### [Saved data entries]
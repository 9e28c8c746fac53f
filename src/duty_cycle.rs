//! Translation from logical brightness to the physical PWM duty cycle.
//!
//! The rest of the crate reasons in "how bright should it look" terms;
//! this module is the only place that knows whether the LED wiring
//! inverts that relationship.

/// PWM resolution of the LED channels, in bits.
pub const PWM_RESOLUTION: u8 = 8;

/// Largest physical duty value, `2^PWM_RESOLUTION - 1`.
pub const MAX_DUTY: u8 = ((1u16 << PWM_RESOLUTION) - 1) as u8;

/// PWM frame frequency for status LEDs. 100 Hz is well above flicker fusion.
pub const PWM_FREQ_HZ: u32 = 100;

/// The logic level that turns the LED on.
///
/// `ActiveLow` is the common-anode wiring (cathode on the GPIO), where the
/// duty cycle must be complemented: full brightness is duty 0.
#[derive(Clone, Copy, Debug, PartialEq, Eq, Default, defmt::Format)]
pub enum Polarity {
    /// LED anode on the GPIO (common-cathode wiring).
    ActiveHigh,
    /// LED cathode on the GPIO (common-anode wiring).
    #[default]
    ActiveLow,
}

/// Maps a logical `brightness` to the duty value the channel must be given.
///
/// Pure and total over `0..=MAX_DUTY`; there are no error conditions.
#[must_use]
#[expect(
    clippy::arithmetic_side_effects,
    reason = "brightness is a u8 and MAX_DUTY is u8::MAX, so the complement cannot underflow"
)]
pub const fn duty_cycle(brightness: u8, polarity: Polarity) -> u8 {
    match polarity {
        Polarity::ActiveHigh => brightness,
        Polarity::ActiveLow => MAX_DUTY - brightness,
    }
}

### [TASK TO COMPLETE]
The lines from the start of the entries above through the line containing "brightness is duty 0." are the ones to return, please; copy them exactly and include both ends.

### [SOLVED EXERCISE]
repository 9e28c8c746fac53f
filename src/duty_cycle.rs
//! Translation from logical brightness to the physical PWM duty cycle.
//!
//! The rest of the crate reasons in "how bright should it look" terms;
//! this module is the only place that knows whether the LED wiring
//! inverts that relationship.

/// PWM resolution of the LED channels, in bits.
pub const PWM_RESOLUTION: u8 = 8;

/// Largest physical duty value, `2^PWM_RESOLUTION - 1`.
pub const MAX_DUTY: u8 = ((1u16 << PWM_RESOLUTION) - 1) as u8;

/// PWM frame frequency for status LEDs. 100 Hz is well above flicker fusion.
pub const PWM_FREQ_HZ: u32 = 100;

/// The logic level that turns the LED on.
///
/// `ActiveLow` is the common-anode wiring (cathode on the GPIO), where the
/// duty cycle must be complemented: full brightness is duty 0.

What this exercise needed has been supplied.